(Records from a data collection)
···

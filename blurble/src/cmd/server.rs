use crate::modules::{
    auth::TokenIssuer,
    handlers::{self, auth, quotes, scores},
    leaderboard::LeaderboardAggregator,
    store::{init_schema, PgQuoteStore, PgScoreStore, PgUserStore},
};
use anyhow::{Context, Result};
use axum::{extract::Extension, routing, Router, Server};
use clap::Args;
use http::header::{AUTHORIZATION, CONTENT_TYPE};
use sqlx::{postgres::Postgres, Pool};
use std::{env, net::SocketAddr, sync::Arc};
use tower_http::cors::{Any, CorsLayer};

#[derive(Debug, Args)]
pub struct ServerArgs {
    #[arg(long)]
    port: Option<u16>,
}

pub async fn run(args: ServerArgs) -> Result<()> {
    let database_url = env::var("DATABASE_URL").with_context(|| {
        let message = "DATABASE_URL environment variable must be set";
        tracing::error!(message);
        format!("{}", message)
    })?;

    let pool: Pool<Postgres> = sqlx::postgres::PgPoolOptions::new()
        .max_connections(5)
        .connect(&database_url)
        .await
        .with_context(|| {
            let message = "couldn't create database connection pool. check your database status and value of DATABASE_URL environment variable.";
            tracing::error!(message);
            format!("{}", message)
        })?;

    init_schema(&pool).await.with_context(|| {
        let message = "couldn't create database schema";
        tracing::error!(message);
        format!("{}", message)
    })?;

    let app = create_router(pool, TokenIssuer::from_env());
    let port = match args.port {
        Some(port) => port,
        None => {
            tracing::warn!("API server will be launched at default port number 3001");
            3001u16
        }
    };
    let addr = SocketAddr::from(([0, 0, 0, 0], port));
    tracing::info!("Server start at port {}", port);
    Server::bind(&addr)
        .serve(app.into_make_service())
        .with_graceful_shutdown(shutdown_signal())
        .await
        .expect("Failed to bind server.");

    Ok(())
}

fn create_router(pool: Pool<Postgres>, issuer: TokenIssuer) -> Router {
    let scores = Arc::new(PgScoreStore::new(pool.clone()));
    let users = Arc::new(PgUserStore::new(pool.clone()));
    let quotes = Arc::new(PgQuoteStore::new(pool.clone()));
    let aggregator = Arc::new(LeaderboardAggregator::new(Arc::clone(&scores)));

    Router::new()
        .route("/api/auth/register", routing::post(auth::register))
        .route("/api/auth/login", routing::post(auth::login))
        .route("/api/quotes/random", routing::get(quotes::random))
        .route("/api/quotes/daily", routing::get(quotes::daily))
        .route("/api/scores", routing::post(scores::submit))
        .route("/api/scores/leaderboard", routing::get(scores::leaderboard))
        .route("/api/scores/my-scores", routing::get(scores::my_scores))
        .route("/api/scores/my-stats", routing::get(scores::my_stats))
        .route("/api/scores/history", routing::get(scores::history))
        .route("/api/health", routing::get(handlers::health))
        .route("/api/readiness", routing::get(handlers::readiness))
        .layer(Extension(scores))
        .layer(Extension(users))
        .layer(Extension(quotes))
        .layer(Extension(aggregator))
        .layer(Extension(issuer))
        .layer(Extension(pool))
        .layer(
            CorsLayer::new()
                .allow_origin(Any)
                .allow_methods(Any)
                .allow_headers([CONTENT_TYPE, AUTHORIZATION]),
        )
}

async fn shutdown_signal() {
    let ctrl_c = async {
        tokio::signal::ctrl_c()
            .await
            .expect("Failed to install Ctrl+C handler.");
    };

    let terminate = async {
        tokio::signal::unix::signal(tokio::signal::unix::SignalKind::terminate())
            .expect("failed to install signal handler")
            .recv()
            .await;
    };

    tokio::select! {
        _ = ctrl_c => {},
        _ = terminate => {},
    }

    tracing::info!("SIGINT signal received, starting graceful shutdown.");
}
use crate::modules::store::{init_schema, PgQuoteStore};
use anyhow::{Context, Result};
use clap::Args;
use sqlx::{postgres::Postgres, Pool};
use std::env;

#[derive(Debug, Args)]
pub struct SeedArgs {}

/// The bundled quote corpus. Each entry is trimmed to roughly one typing
/// run (about 200 characters).
const SEED_QUOTES: &[(&str, &str)] = &[
    (
        "It was the best of times, it was the worst of times, it was the age of wisdom, it was the age of foolishness, it was the epoch of belief, it was the epoch of incredulity, it was the season.",
        "Charles Dickens, A Tale of Two Cities",
    ),
    (
        "To be, or not to be, that is the question. Whether it is nobler in the mind to suffer the slings and arrows of outrageous fortune, or to take arms against a sea of troubles and end them.",
        "William Shakespeare, Hamlet",
    ),
    (
        "Four score and seven years ago our fathers brought forth on this continent, a new nation, conceived in Liberty, and dedicated to the proposition that all men are created equal. Now we are engaged in a great civil war.",
        "Abraham Lincoln, Gettysburg Address",
    ),
    (
        "We choose to go to the moon in this decade and do the other things, not because they are easy, but because they are hard, because that goal will serve to organize and measure the best of our energies.",
        "John F. Kennedy, Rice University Speech",
    ),
    (
        "It is a truth universally acknowledged, that a single man in possession of a good fortune, must be in want of a wife. However little known the feelings or views of such a man may be on his first entering.",
        "Jane Austen, Pride and Prejudice",
    ),
    (
        "Call me Ishmael. Some years ago, never mind how long precisely, having little or no money in my purse, and nothing particular to interest me on shore, I thought I would sail about a little and see the watery part.",
        "Herman Melville, Moby-Dick",
    ),
    (
        "Two roads diverged in a wood, and I took the one less traveled by, and that has made all the difference. I shall be telling this with a sigh somewhere ages and ages hence: Two roads diverged in the wood.",
        "Robert Frost, The Road Not Taken",
    ),
    (
        "In a hole in the ground there lived a hobbit. Not a nasty, dirty, wet hole, filled with the ends of worms and an oozy smell, nor yet a dry, bare, sandy hole with nothing in it to sit on.",
        "J.R.R. Tolkien, The Hobbit",
    ),
    (
        "The man in black fled across the desert, and the gunslinger followed. The desert was the apotheosis of all deserts, huge, standing to the sky for what looked like eternity in all directions. It was white and blinding and waterless.",
        "Stephen King, The Dark Tower",
    ),
    (
        "The cosmos is all that is or ever was or ever will be. Our feeblest contemplations of the cosmos stir us. There is a tingling in the spine, a catch in the voice, a faint sensation, as if a distant memory.",
        "Carl Sagan, Cosmos",
    ),
    (
        "Not all those who wander are lost. All we have to decide is what to do with the time that is given us. Even the smallest person can change the course of the future. There is some good in this world.",
        "J.R.R. Tolkien, The Lord of the Rings",
    ),
    (
        "So we beat on, boats against the current, borne back ceaselessly into the past. In my younger and more vulnerable years my father gave me some advice that I've been turning over in my mind ever since: reserve all judgments.",
        "F. Scott Fitzgerald, The Great Gatsby",
    ),
    (
        "It was a bright cold day in April, and the clocks were striking thirteen. Winston Smith, his chin nuzzled into his breast in an effort to escape the vile wind, slipped quickly through the glass doors of Victory Mansions.",
        "George Orwell, 1984",
    ),
];

pub async fn run(_args: SeedArgs) -> Result<()> {
    let database_url = env::var("DATABASE_URL").with_context(|| {
        let message = "DATABASE_URL environment variable must be set";
        tracing::error!(message);
        format!("{}", message)
    })?;

    let pool: Pool<Postgres> = sqlx::postgres::PgPoolOptions::new()
        .max_connections(5)
        .connect(&database_url)
        .await
        .with_context(|| {
            let message = "couldn't create database connection pool. check your database status and value of DATABASE_URL environment variable.";
            tracing::error!(message);
            format!("{}", message)
        })?;

    init_schema(&pool).await.with_context(|| {
        let message = "couldn't create database schema";
        tracing::error!(message);
        format!("{}", message)
    })?;

    let quotes = PgQuoteStore::new(pool);
    let mut inserted = 0usize;
    for (text, source) in SEED_QUOTES {
        if quotes.insert_if_missing(text, source).await? {
            inserted += 1;
        }
    }

    tracing::info!(
        "seeded {} quotes ({} already present)",
        inserted,
        SEED_QUOTES.len() - inserted
    );

    Ok(())
}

···

Each entry above is to be transcribed word for word.

filename blurble/src/cmd/server.rs
use crate::modules::{
    auth::TokenIssuer,
    handlers::{self, auth, quotes, scores},
    leaderboard::LeaderboardAggregator,
    store::{init_schema, PgQuoteStore, PgScoreStore, PgUserStore},
};
use anyhow::{Context, Result};
use axum::{extract::Extension, routing, Router, Server};
use clap::Args;
use http::header::{AUTHORIZATION, CONTENT_TYPE};
use sqlx::{postgres::Postgres, Pool};
use std::{env, net::SocketAddr, sync::Arc};
use tower_http::cors::{Any, CorsLayer};

#[derive(Debug, Args)]
pub struct ServerArgs {
    #[arg(long)]
    port: Option<u16>,
}

pub async fn run(args: ServerArgs) -> Result<()> {
    let database_url = env::var("DATABASE_URL").with_context(|| {
        let message = "DATABASE_URL environment variable must be set";
        tracing::error!(message);
        format!("{}", message)
    })?;

    let pool: Pool<Postgres> = sqlx::postgres::PgPoolOptions::new()
        .max_connections(5)
        .connect(&database_url)
        .await
        .with_context(|| {
            let message = "couldn't create database connection pool. check your database status and value of DATABASE_URL environment variable.";
            tracing::error!(message);
            format!("{}", message)
        })?;

    init_schema(&pool).await.with_context(|| {
        let message = "couldn't create database schema";
        tracing::error!(message);
        format!("{}", message)
    })?;

    let app = create_router(pool, TokenIssuer::from_env());
    let port = match args.port {
        Some(port) => port,
        None => {
            tracing::warn!("API server will be launched at default port number 3001");
            3001u16
        }
    };
    let addr = SocketAddr::from(([0, 0, 0, 0], port));
    tracing::info!("Server start at port {}", port);
    Server::bind(&addr)
        .serve(app.into_make_service())
        .with_graceful_shutdown(shutdown_signal())
        .await
        .expect("Failed to bind server.");

    Ok(())
}

fn create_router(pool: Pool<Postgres>, issuer: TokenIssuer) -> Router {
    let scores = Arc::new(PgScoreStore::new(pool.clone()));
    let users = Arc::new(PgUserStore::new(pool.clone()));
    let quotes = Arc::new(PgQuoteStore::new(pool.clone()));
    let aggregator = Arc::new(LeaderboardAggregator::new(Arc::clone(&scores)));

    Router::new()
        .route("/api/auth/register", routing::post(auth::register))
        .route("/api/auth/login", routing::post(auth::login))
        .route("/api/quotes/random", routing::get(quotes::random))
        .route("/api/quotes/daily", routing::get(quotes::daily))
        .route("/api/scores", routing::post(scores::submit))
        .route("/api/scores/leaderboard", routing::get(scores::leaderboard))
        .route("/api/scores/my-scores", routing::get(scores::my_scores))
        .route("/api/scores/my-stats", routing::get(scores::my_stats))
        .route("/api/scores/history", routing::get(scores::history))
        .route("/api/health", routing::get(handlers::health))
        .route("/api/readiness", routing::get(handlers::readiness))
        .layer(Extension(scores))
        .layer(Extension(users))
        .layer(Extension(quotes))
        .layer(Extension(aggregator))
        .layer(Extension(issuer))
        .layer(Extension(pool))
        .layer(
            CorsLayer::new()
                .allow_origin(Any)
                .allow_methods(Any)
                .allow_headers([CONTENT_TYPE, AUTHORIZATION]),
        )
}

async fn shutdown_signal() {
    let ctrl_c = async {
        tokio::signal::ctrl_c()
            .await
            .expect("Failed to install Ctrl+C handler.");
    };

    let terminate = async {
        tokio::signal::unix::signal(tokio::signal::unix::SignalKind::terminate())
            .expect("failed to install signal handler")
            .recv()
            .await;
    };

    tokio::select! {
        _ = ctrl_c => {},
        _ = terminate => {},
    }

    tracing::info!("SIGINT signal received, starting graceful shutdown.");
}
use crate::modules::store::{init_schema, PgQuoteStore};
use anyhow::{Context, Result};
use clap::Args;
use sqlx::{postgres::Postgres, Pool};
use std::env;

#[derive(Debug, Args)]
pub struct SeedArgs {}

/// The bundled quote corpus. Each entry is trimmed to roughly one typing
/// run (about 200 characters).
const SEED_QUOTES: &[(&str, &str)] = &[
    (
        "It was the best of times, it was the worst of times, it was the age of wisdom, it was the age of foolishness, it was the epoch of belief, it was the epoch of incredulity, it was the season.",
        "Charles Dickens, A Tale of Two Cities",
    ),
    (
        "To be, or not to be, that is the question. Whether it is nobler in the mind to suffer the slings and arrows of outrageous fortune, or to take arms against a sea of troubles and end them.",
        "William Shakespeare, Hamlet",
    ),
    (
        "Four score and seven years ago our fathers brought forth on this continent, a new nation, conceived in Liberty, and dedicated to the proposition that all men are created equal. Now we are engaged in a great civil war.",
        "Abraham Lincoln, Gettysburg Address",
    ),
    (
        "We choose to go to the moon in this decade and do the other things, not because they are easy, but because they are hard, because that goal will serve to organize and measure the best of our energies.",
        "John F. Kennedy, Rice University Speech",
    ),
    (
        "It is a truth universally acknowledged, that a single man in possession of a good fortune, must be in want of a wife. However little known the feelings or views of such a man may be on his first entering.",
        "Jane Austen, Pride and Prejudice",
    ),
    (
        "Call me Ishmael. Some years ago, never mind how long precisely, having little or no money in my purse, and nothing particular to interest me on shore, I thought I would sail about a little and see the watery part.",
        "Herman Melville, Moby-Dick",
    ),
    (
        "Two roads diverged in a wood, and I took the one less traveled by, and that has made all the difference. I shall be telling this with a sigh somewhere ages and ages hence: Two roads diverged in the wood.",
        "Robert Frost, The Road Not Taken",
    ),
    (
        "In a hole in the ground there lived a hobbit. Not a nasty, dirty, wet hole, filled with the ends of worms and an oozy smell, nor yet a dry, bare, sandy hole with nothing in it to sit on.",
        "J.R.R. Tolkien, The Hobbit",
    ),
    (
        "The man in black fled across the desert, and the gunslinger followed. The desert was the apotheosis of all deserts, huge, standing to the sky for what looked like eternity in all directions. It was white and blinding and waterless.",
        "Stephen King, The Dark Tower",
    ),
    (
        "The cosmos is all that is or ever was or ever will be. Our feeblest contemplations of the cosmos stir us. There is a tingling in the spine, a catch in the voice, a faint sensation, as if a distant memory.",
        "Carl Sagan, Cosmos",
    ),
    (
        "Not all those who wander are lost. All we have to decide is what to do with the time that is given us. Even the smallest person can change the course of the future. There is some good in this world.",
        "J.R.R. Tolkien, The Lord of the Rings",
    ),
    (
        "So we beat on, boats against the current, borne back ceaselessly into the past. In my younger and more vulnerable years my father gave me some advice that I've been turning over in my mind ever since: reserve all judgments.",
        "F. Scott Fitzgerald, The Great Gatsby",
    ),
    (
        "It was a bright cold day in April, and the clocks were striking thirteen. Winston Smith, his chin nuzzled into his breast in an effort to escape the vile wind, slipped quickly through the glass doors of Victory Mansions.",
        "George Orwell, 1984",
    ),
];

pub async fn run(_args: SeedArgs) -> Result<()> {
    let database_url = env::var("DATABASE_URL").with_context(|| {
        let message = "DATABASE_URL environment variable must be set";
        tracing::error!(message);
        format!("{}", message)
    })?;

    let pool: Pool<Postgres> = sqlx::postgres::PgPoolOptions::new()
        .max_connections(5)
        .connect(&database_url)
        .await
        .with_context(|| {
            let message = "couldn't create database connection pool. check your database status and value of DATABASE_URL environment variable.";
            tracing::error!(message);
            format!("{}", message)
        })?;

    init_schema(&pool).await.with_context(|| {
        let message = "couldn't create database schema";
        tracing::error!(message);
        format!("{}", message)
    })?;

    let quotes = PgQuoteStore::new(pool);
    let mut inserted = 0usize;
    for (text, source) in SEED_QUOTES {
        if quotes.insert_if_missing(text, source).await? {
            inserted += 1;
        }
    }

    tracing::info!(
        "seeded {} quotes ({} already present)",
        inserted,
        SEED_QUOTES.len() - inserted
    );

    Ok(())
}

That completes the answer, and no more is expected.